Reviewed by Robert Fyne (Kean College)
Published on H-Film (March, 1998)
Perception, Memory or Myth
Even though the Second World War ended more than fifty years ago on the crowded decks of the U.S.S. Missouri, its memory will not fade. Unlike the Great War or Korean Conflict, World War II is now a highly touted, commercial industry in many countries. While books, essays, panel discussions, games, newspaper editorials--even CD-ROM's--appear regularly about this subject, the motion picture continues as the dominant information source. Documentaries and feature films--both past and present--still attract yet another generation of international viewers with various historical interpretations. But what about these movies? Are they accurate? Distorted? What power do these storylines exert in determining perception, memory or myth? These are some questions discussed in World War II: Film and History, an excellent anthology that takes a hard look at the relationship between moving images and the different societies that produced them.

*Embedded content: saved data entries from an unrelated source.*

//! AI backend request types
//!
//! These types are backend-agnostic and used across all AI implementations.

use std::time::Duration;

use serde::{Deserialize, Serialize};

/// Speaker of a chat message
#[derive(Debug, Clone, Copy, PartialEq, Eq, Serialize, Deserialize)]
#[serde(rename_all = "lowercase")]
pub enum Role {
    System,
    User,
    Assistant,
}

/// A single chat message
#[derive(Debug, Clone, PartialEq, Serialize, Deserialize)]
pub struct ChatMessage {
    pub role: Role,
    pub content: String,
}

impl ChatMessage {
    pub fn system(content: impl Into<String>) -> Self {
        Self {
            role: Role::System,
            content: content.into(),
        }
    }

    pub fn user(content: impl Into<String>) -> Self {
        Self {
            role: Role::User,
            content: content.into(),
        }
    }

    pub fn assistant(content: impl Into<String>) -> Self {
        Self {
            role: Role::Assistant,
            content: content.into(),
        }
    }
}

/// A text-completion request
#[derive(Debug, Clone)]
pub struct CompletionRequest {
    /// Persona sent as the leading system message
    pub system: String,
    /// Conversation so far (user/assistant turns)
    pub messages: Vec<ChatMessage>,
    pub temperature: f32,
    /// Response length cap
    pub max_tokens: u32,
    /// Per-request timeout (None = client default)
    pub timeout: Option<Duration>,
}

impl CompletionRequest {
    /// Single-turn request: persona plus one user prompt
    pub fn new(system: impl Into<String>, prompt: impl Into<String>) -> Self {
        Self {
            system: system.into(),
            messages: vec![ChatMessage::user(prompt)],
            temperature: 0.7,
            max_tokens: 500,
            timeout: None,
        }
    }

    pub fn with_temperature(mut self, temperature: f32) -> Self {
        self.temperature = temperature;
        self
    }

    pub fn with_max_tokens(mut self, max_tokens: u32) -> Self {
        self.max_tokens = max_tokens;
        self
    }

    pub fn with_timeout(mut self, timeout: Duration) -> Self {
        self.timeout = Some(timeout);
        self
    }

    /// System persona followed by the conversation, as sent on the wire
    pub fn wire_messages(&self) -> Vec<ChatMessage> {
        let mut messages = Vec::with_capacity(self.messages.len() + 1);
        messages.push(ChatMessage::system(self.system.clone()));
        messages.extend(self.messages.iter().cloned());
        messages
    }
}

One of the strengths of this book is Chambers' and Culbert's organization. Here, they include both sides. For example, in "China Nights: The Sustaining Romance of Japan at War," Australian historian Freda Freiberg examines the Japanese wartime cinema and analyzes some ways in which China was depicted. Using the popular 1940 photoplay China Nights, Professor Freiberg shows that racism and sexism justified Japanese aggression on the Asian mainland. In this interracial and sexual melodrama, the "feminist China" needed the subjugation of virile, "masculine Japan." In other words, China is the child that paternal Japan must discipline. How did Japanese audiences react to this point of view? For many women, it provided an emotional gratification that aggrandized the imperialist ideology of pride, power, and paternalism.
Similar propaganda emerged in Nazi motion pictures. Peter Paret's study "Kolberg: As Historical Film and Historical Document" details Goebbels insistence to glamorize the 1807 siege of a Prussian town as an analogy to Germany's military dilemma in 1945. According to Professor Paret, Kolberg accurately depicted German public opinion during the closing months of the European war, while another essay, "The Goebbels Diaries," written by David Culbert, discusses the propaganda minister's involvement with this picture.

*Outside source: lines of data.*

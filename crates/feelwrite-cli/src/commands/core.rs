//! Core command implementations and shared utilities
//!
//! This module contains:
//! - `open_db` - Shared utility to open the database
//! - `load_config` - Resolve feelwrite.toml
//! - `cmd_init` - Initialize the database

use std::path::Path;

use anyhow::{Context, Result};
use feelwrite_core::{db::Database, AppConfig};

/// Open database with encryption by default, or unencrypted if --no-encrypt
pub fn open_db(db_path: &Path, no_encrypt: bool) -> Result<Database> {
    let path_str = db_path
        .to_str()
        .context("Database path must be valid UTF-8")?;
    tracing::debug!(path = %path_str, encrypted = !no_encrypt, "Opening database");
    if no_encrypt {
        Database::new_unencrypted(path_str).context("Failed to open database (unencrypted)")
    } else {
        Database::new(path_str).context("Failed to open database")
    }
}

/// Load the explicit config file if given, else the default override or embedded defaults
pub fn load_config(path: Option<&Path>) -> Result<AppConfig> {
    match path {
        Some(p) => AppConfig::load_from(p)
            .with_context(|| format!("Failed to load config {}", p.display())),
        None => AppConfig::load().context("Failed to load configuration"),
    }
}

pub fn cmd_init(db_path: &Path, no_encrypt: bool) -> Result<()> {
    println!("🔧 Initializing database at {}...", db_path.display());

    let db = open_db(db_path, no_encrypt)?;

    // Opening already seeds; repeat to report counts on an existing file
    db.seed_taxonomy().context("Failed to seed emotion taxonomy")?;
    let categories = db.list_categories()?;
    let sub_emotions = db.list_sub_emotions(None)?;
    let prompts = db.list_prompts(None)?;
    println!(
        "   Seeded {} categories, {} sub-emotions, {} prompts",
        categories.len(),
        sub_emotions.len(),
        prompts.len()
    );

    if no_encrypt {
        println!("   ⚠️  Encryption: DISABLED (--no-encrypt)");
    } else {
        println!("   🔒 Encryption: ENABLED");
    }

    println!("✅ Database initialized successfully!");
    println!();
    println!("Next steps:");
    println!("  1. Write an entry: feelwrite entries add --user me --category happy --sub-emotion Grateful --text \"...\"");
    println!("  2. Start the API: feelwrite serve");

    Ok(())
}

Over on the Eastern Front the Soviet Union kept the memory of their Great Patriotic War alive by producing socialist realist storylines but--as Denise Youngblood points out in "Post-Stalinist Cinema and the Myth of World War II"--after Khrushchev's 1956 denunciation of Stalinism, everything changed. A new type of drama emerged--the "quiet" war film--pictures that stressed the conflict's impact on the individual. Citing two titles as examples, Ivan's Childhood (1962) and Come and See (1985), Professor Youngblood explains how the Soviet directors slowly subverted the myth of glory and heroics, eventually becoming a counteranalysis of official history.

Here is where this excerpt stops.